The sale and purchase of the Shares shall occur on the Transfer Date.

 

At the Transfer Date, legal title in and to the Shares shall pass to the Buyer together with all rights attaching to them in accordance with Clause 1 above.

 

  3.2.   Transfer formalities

 

At the Transfer Date and with effect from the Transfer Date, each Seller shall transfer the legal and beneficial ownership of its Shares to the Buyer.

 

The Sellers and the Buyer hereby jointly empower any transfer agent and registrar of the Company and any lawyer of Beghin & Feider in association with Allen & Overy to (i) notify the transfer of the Shares to the Company in accordance with article 40 of the law of 10th August 1915, on commercial companies, as amended, and with article 1690 of the Luxembourg civil code, (ii) record, effective as of the Transfer Date, the transfer of the Shares contemplated by this Agreement in the share register of the Company and generally, (iii) perform any operation which might be necessary or useful for the performance and the execution of this Agreement.

 

  4.   Representations and Warranties of the Sellers

 

Each Seller represents and warrants to the Buyer on and as of the date hereof that (i) he/she/it has good and valid title to the Shares set forth opposite his/her/its name on Schedule 1 hereto, free and clear of all liens, encumbrances, equities or claims (including, without limitation, any mortgage, charge, lien, option, restriction, right of first refusal, third party right or interest, or any other encumbrance, security or preference having a similar effect) other than liens granted in favor of the Company, its general partner or a subsidiary thereof; and (ii) this Agreement constitutes the legal, valid and binding obligation of him/her/it, enforceable against him/her/it in accordance with its terms.

 

  5.   Further Assurances and Assistance

 

Each Seller shall, from time to time, at the request of the Buyer, do, execute, acknowledge and deliver or will cause to be done, executed, acknowledged and delivered all such further acts, deeds, assignments, transfers, conveyances, assurances and take such other action as the Buyer may reasonably request and as may be reasonably necessary in order to vest in the Buyer’s title to and possession and control of the Shares.
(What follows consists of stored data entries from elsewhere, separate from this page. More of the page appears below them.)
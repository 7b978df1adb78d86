//! Captured error chains
//!
//! Rust errors carry no runtime type or stack, so `ExceptionInfo` snapshots
//! what is available at capture time: the display message, the static type
//! name of the outermost error, an optional backtrace, and the `source()`
//! chain as nested inner exceptions.

use std::backtrace::{Backtrace, BacktraceStatus};
use std::error::Error;
use std::fmt::Write as _;

use serde::{Deserialize, Serialize};

/// Type label used for errors reached through `source()`
const SOURCE_TYPE_NAME: &str = "source";

/// Snapshot of an error attached to an event record
#[derive(Debug, Clone, PartialEq, Eq, Serialize, Deserialize)]
pub struct ExceptionInfo {
    /// Display message of the error
    pub message: String,

    /// Full type name of the error
    pub type_name: String,

    /// Captured stack trace, if backtraces are enabled
    #[serde(default, skip_serializing_if = "Option::is_none")]
    pub stack_trace: Option<String>,

    /// Error that caused this one
    #[serde(default, skip_serializing_if = "Option::is_none")]
    pub inner: Option<Box<ExceptionInfo>>,
}

impl ExceptionInfo {
    /// Create an exception snapshot from explicit parts
    pub fn new(type_name: impl Into<String>, message: impl Into<String>) -> Self {
        Self {
            message: message.into(),
            type_name: type_name.into(),
            stack_trace: None,
            inner: None,
        }
    }

    /// Attach a stack trace
    #[must_use]
    pub fn with_stack_trace(mut self, stack_trace: impl Into<String>) -> Self {
        self.stack_trace = Some(stack_trace.into());
        self
    }

    /// Attach an inner exception
    #[must_use]
    pub fn with_inner(mut self, inner: ExceptionInfo) -> Self {
        self.inner = Some(Box::new(inner));
        self
    }

    /// Capture a typed error, its source chain and (if enabled) a backtrace
    ///
    /// Backtraces follow the usual `RUST_BACKTRACE` / `RUST_LIB_BACKTRACE`
    /// switches; with them unset no stack trace is recorded.
    pub fn from_error<E: Error + 'static>(err: &E) -> Self {
        let backtrace = Backtrace::capture();
        let stack_trace = match backtrace.status() {
            BacktraceStatus::Captured => Some(backtrace.to_string()),
            _ => None,
        };

        Self {
            message: err.to_string(),
            type_name: std::any::type_name::<E>().to_string(),
            stack_trace,
            inner: err.source().map(|source| Box::new(Self::from_source(source))),
        }
    }

    /// Capture an error reached through `source()` (type not known statically)
    pub fn from_source(err: &(dyn Error + 'static)) -> Self {
        Self {
            message: err.to_string(),
            type_name: SOURCE_TYPE_NAME.to_string(),
            stack_trace: None,
            inner: err.source().map(|source| Box::new(Self::from_source(source))),
        }
    }

    /// Render message, type and stack trace of the whole chain
    ///
    /// Output is deterministic for a given snapshot, which lets enrichment
    /// detect an already-appended rendering by suffix comparison.
    pub fn render(&self) -> String {
        let mut out = String::new();
        self.render_into(&mut out, 0);
        out
    }

    fn render_into(&self, out: &mut String, depth: usize) {
        if depth > 0 {
            out.push_str("\n\nInner exception:\n");
        }
        let _ = write!(out, "Message: {}\nException type: {}", self.message, self.type_name);
        if let Some(ref trace) = self.stack_trace {
            let _ = write!(out, "\nStack trace:\n{}", trace.trim_end());
        }
        if let Some(ref inner) = self.inner {
            inner.render_into(out, depth + 1);
        }
    }

    /// Number of errors in the chain, including this one
    pub fn depth(&self) -> usize {
        1 + self.inner.as_ref().map_or(0, |inner| inner.depth())
    }
}
//! Event signature used for deduplication and recursion detection

use std::fmt;

use crate::record::{EventRecord, EventType};

/// Composite event signature: (type, source, code)
///
/// Description content is not part of the key, so distinct
/// messages sharing type/source/code are treated as the same event.
#[derive(Debug, Clone, PartialEq, Eq, Hash)]
pub struct EventKey {
    event_type: EventType,
    source: String,
    event_code: String,
}

impl EventKey {
    /// Create a key from its parts
    pub fn new(
        event_type: EventType,
        source: impl Into<String>,
        event_code: impl Into<String>,
    ) -> Self {
        Self {
            event_type,
            source: source.into(),
            event_code: event_code.into(),
        }
    }

    /// Key of the given record
    pub fn of(record: &EventRecord) -> Self {
        Self::new(record.event_type, &record.source, &record.event_code)
    }

    #[inline]
    pub fn event_type(&self) -> EventType {
        self.event_type
    }

    #[inline]
    pub fn source(&self) -> &str {
        &self.source
    }

    #[inline]
    pub fn event_code(&self) -> &str {
        &self.event_code
    }
}

impl fmt::Display for EventKey {
    fn fmt(&self, f: &mut fmt::Formatter<'_>) -> fmt::Result {
        write!(
            f,
            "{}|{}|{}",
            self.event_type.code(),
            self.source,
            self.event_code
        )
    }
}
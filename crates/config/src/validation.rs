//! Configuration validation
//!
//! Validates config consistency:
//! - Retention numbers are usable (`max_delete_per_run > 0`, sane `keep_percent`)
//! - Queue capacity is non-zero
//! - Site ids are non-zero and unique
//! - Enabled file sink has a path

use std::collections::HashSet;

use crate::Config;
use crate::error::{ConfigError, Result};

/// Upper bound for `keep_percent` (overshoot of 10x the log size)
const MAX_KEEP_PERCENT: u32 = 1000;

/// Validate the entire configuration
pub fn validate_config(config: &Config) -> Result<()> {
    validate_event_log(config)?;
    validate_sinks(config)?;
    validate_sites(config)?;
    Ok(())
}

fn validate_event_log(config: &Config) -> Result<()> {
    let event_log = &config.event_log;

    if event_log.max_delete_per_run == 0 {
        return Err(ConfigError::invalid_value(
            "event_log",
            "event_log",
            "max_delete_per_run",
            "must be greater than zero",
        ));
    }

    if event_log.keep_percent > MAX_KEEP_PERCENT {
        return Err(ConfigError::invalid_value(
            "event_log",
            "event_log",
            "keep_percent",
            format!("must be at most {}", MAX_KEEP_PERCENT),
        ));
    }

    if event_log.queue.capacity == 0 {
        return Err(ConfigError::invalid_value(
            "event_log",
            "queue",
            "capacity",
            "must be greater than zero",
        ));
    }

    if event_log.queue.retry_interval.is_zero() {
        return Err(ConfigError::invalid_value(
            "event_log",
            "queue",
            "retry_interval",
            "must be greater than zero",
        ));
    }

    Ok(())
}

fn validate_sinks(config: &Config) -> Result<()> {
    let file = &config.sinks.file;
    if file.enabled && file.path.as_os_str().is_empty() {
        return Err(ConfigError::missing_field("sink", "file", "path"));
    }
    Ok(())
}

fn validate_sites(config: &Config) -> Result<()> {
    let mut seen = HashSet::new();

    for site in &config.sites {
        if site.id == 0 {
            return Err(ConfigError::invalid_value(
                "site",
                site.name.clone().unwrap_or_default(),
                "id",
                "0 is reserved for global events",
            ));
        }

        if !seen.insert(site.id) {
            return Err(ConfigError::DuplicateSite { id: site.id });
        }

        if let Some(keep) = site.keep_percent
            && keep > MAX_KEEP_PERCENT
        {
            return Err(ConfigError::invalid_value(
                "site",
                site.id.to_string(),
                "keep_percent",
                format!("must be at most {}", MAX_KEEP_PERCENT),
            ));
        }
    }

    Ok(())
}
The Buyer shall, from time to time, at the request and at the cost and expense of a Seller, take such action as such Seller may reasonably request to assist the Seller in complying with all laws applicable to the consummation of the transactions contemplated by this Agreement.

 

  6.   Interpretation

 

  6.1   Applicable Law

 

The validity, construction and performance of this Agreement shall be governed by and construed in accordance with the laws of the Grand-Duchy of Luxembourg.

 

  6.2   Effect of Headings

 

Except with respect to the headings in this Clause 6, the headings to Clauses and subclauses of this Agreement are to facilitate reference only, do not form a part of this Agreement and shall not in any way affect the interpretation hereof.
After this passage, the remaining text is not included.